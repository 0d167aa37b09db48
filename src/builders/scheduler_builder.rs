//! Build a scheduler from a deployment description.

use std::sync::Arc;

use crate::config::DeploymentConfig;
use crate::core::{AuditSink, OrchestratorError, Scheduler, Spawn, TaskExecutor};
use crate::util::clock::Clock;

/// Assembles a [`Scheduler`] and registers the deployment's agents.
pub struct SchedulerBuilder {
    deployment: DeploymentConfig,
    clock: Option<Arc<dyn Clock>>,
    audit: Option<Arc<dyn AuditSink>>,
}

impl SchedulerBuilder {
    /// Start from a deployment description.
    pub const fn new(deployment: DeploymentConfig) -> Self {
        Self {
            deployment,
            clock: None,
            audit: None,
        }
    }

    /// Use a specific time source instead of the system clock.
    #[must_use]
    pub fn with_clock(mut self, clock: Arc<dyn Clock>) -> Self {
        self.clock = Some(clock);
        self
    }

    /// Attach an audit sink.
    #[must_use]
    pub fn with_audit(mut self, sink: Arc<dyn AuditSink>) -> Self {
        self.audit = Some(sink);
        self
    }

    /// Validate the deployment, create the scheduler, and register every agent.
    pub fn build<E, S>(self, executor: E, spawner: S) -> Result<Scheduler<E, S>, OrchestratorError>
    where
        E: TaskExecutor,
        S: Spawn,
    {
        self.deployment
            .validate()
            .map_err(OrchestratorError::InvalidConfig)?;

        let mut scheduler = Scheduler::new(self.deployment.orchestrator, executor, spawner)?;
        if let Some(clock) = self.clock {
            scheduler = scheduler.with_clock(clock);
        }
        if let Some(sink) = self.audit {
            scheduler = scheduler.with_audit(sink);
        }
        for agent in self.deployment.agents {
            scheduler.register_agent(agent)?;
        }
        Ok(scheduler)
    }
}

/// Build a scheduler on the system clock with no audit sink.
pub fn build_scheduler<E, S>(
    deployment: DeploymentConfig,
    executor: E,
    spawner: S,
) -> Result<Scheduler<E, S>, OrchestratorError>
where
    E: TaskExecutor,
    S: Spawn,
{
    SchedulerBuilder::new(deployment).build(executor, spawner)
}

-=-=-

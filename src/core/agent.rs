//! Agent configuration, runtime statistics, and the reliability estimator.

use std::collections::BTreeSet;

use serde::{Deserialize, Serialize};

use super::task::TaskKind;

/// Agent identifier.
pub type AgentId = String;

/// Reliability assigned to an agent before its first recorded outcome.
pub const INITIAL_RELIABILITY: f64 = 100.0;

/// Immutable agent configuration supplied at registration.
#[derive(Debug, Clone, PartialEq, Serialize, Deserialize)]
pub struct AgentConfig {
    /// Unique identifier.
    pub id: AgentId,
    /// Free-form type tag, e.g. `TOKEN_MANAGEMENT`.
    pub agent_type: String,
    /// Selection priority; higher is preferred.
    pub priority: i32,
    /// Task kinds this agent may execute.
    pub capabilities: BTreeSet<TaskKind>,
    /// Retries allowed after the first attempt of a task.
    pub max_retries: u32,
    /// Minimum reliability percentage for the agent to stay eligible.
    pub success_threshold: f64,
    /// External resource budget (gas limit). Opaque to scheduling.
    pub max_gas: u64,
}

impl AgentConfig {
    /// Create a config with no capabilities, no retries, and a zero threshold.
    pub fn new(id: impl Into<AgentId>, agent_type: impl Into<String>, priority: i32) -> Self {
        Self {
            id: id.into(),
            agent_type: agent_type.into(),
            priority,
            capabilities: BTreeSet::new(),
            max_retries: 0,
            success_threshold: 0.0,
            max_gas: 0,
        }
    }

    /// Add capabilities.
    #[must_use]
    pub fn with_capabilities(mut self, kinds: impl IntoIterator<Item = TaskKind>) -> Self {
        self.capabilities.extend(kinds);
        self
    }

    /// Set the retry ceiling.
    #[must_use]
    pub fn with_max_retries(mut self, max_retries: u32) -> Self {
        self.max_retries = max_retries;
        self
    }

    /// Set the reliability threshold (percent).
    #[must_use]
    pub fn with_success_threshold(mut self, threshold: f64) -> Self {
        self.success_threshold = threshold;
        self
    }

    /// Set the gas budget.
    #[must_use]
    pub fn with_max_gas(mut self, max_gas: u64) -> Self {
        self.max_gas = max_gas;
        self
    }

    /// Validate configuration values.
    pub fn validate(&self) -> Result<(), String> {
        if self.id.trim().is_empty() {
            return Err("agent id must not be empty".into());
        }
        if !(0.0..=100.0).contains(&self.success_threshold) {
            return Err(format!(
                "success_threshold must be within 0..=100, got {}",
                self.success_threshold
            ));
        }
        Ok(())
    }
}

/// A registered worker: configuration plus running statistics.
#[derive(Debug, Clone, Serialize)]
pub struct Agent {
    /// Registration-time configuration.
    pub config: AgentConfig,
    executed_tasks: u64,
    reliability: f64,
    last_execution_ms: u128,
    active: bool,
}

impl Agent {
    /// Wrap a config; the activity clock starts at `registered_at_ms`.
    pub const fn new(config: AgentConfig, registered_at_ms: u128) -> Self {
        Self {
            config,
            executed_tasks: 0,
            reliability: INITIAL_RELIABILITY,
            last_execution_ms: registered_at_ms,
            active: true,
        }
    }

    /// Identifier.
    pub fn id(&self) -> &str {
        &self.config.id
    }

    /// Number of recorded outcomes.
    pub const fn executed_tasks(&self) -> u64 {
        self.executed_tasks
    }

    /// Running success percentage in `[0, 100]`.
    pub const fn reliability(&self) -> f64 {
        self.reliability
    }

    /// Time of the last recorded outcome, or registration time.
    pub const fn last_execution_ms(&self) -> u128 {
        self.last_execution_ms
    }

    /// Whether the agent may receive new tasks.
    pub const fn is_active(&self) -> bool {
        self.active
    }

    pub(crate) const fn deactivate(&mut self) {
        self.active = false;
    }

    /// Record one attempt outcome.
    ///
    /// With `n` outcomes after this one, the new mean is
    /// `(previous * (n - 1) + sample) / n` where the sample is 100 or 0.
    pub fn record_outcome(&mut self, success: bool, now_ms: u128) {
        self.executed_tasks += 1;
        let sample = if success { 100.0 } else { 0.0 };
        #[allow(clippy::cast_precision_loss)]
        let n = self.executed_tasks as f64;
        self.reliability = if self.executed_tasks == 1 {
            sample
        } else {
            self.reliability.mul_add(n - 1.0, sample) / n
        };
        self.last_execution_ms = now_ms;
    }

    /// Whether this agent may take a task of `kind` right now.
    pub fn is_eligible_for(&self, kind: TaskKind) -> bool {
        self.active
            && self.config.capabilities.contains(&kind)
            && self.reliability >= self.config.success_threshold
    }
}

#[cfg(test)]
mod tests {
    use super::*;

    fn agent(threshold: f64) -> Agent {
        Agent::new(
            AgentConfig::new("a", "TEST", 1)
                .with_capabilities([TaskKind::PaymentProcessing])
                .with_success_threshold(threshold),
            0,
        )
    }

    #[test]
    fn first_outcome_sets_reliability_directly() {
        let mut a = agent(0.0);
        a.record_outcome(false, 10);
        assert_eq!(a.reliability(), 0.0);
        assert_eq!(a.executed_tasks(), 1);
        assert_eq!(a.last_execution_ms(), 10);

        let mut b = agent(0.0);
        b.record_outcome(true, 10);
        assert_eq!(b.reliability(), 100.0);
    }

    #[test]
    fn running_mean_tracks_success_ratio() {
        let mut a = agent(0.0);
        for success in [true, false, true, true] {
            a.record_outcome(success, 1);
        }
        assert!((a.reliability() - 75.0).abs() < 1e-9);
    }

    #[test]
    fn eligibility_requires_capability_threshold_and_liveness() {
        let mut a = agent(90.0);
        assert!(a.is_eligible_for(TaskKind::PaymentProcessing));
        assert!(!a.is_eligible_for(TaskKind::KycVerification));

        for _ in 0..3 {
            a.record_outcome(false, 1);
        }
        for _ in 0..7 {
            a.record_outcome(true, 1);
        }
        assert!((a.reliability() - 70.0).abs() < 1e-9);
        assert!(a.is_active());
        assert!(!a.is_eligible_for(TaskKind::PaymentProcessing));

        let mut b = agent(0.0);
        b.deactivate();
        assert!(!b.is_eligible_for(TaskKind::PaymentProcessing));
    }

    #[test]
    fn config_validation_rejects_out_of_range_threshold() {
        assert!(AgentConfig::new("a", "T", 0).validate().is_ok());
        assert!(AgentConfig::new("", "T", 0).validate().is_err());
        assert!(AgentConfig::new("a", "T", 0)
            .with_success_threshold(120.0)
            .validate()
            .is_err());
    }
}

-=-=-

▶ _What to work on_: Show every line of the listing that includes the word "statistics".

▶ _Reply_:
//! Agent configuration, runtime statistics, and the reliability estimator.
/// A registered worker: configuration plus running statistics.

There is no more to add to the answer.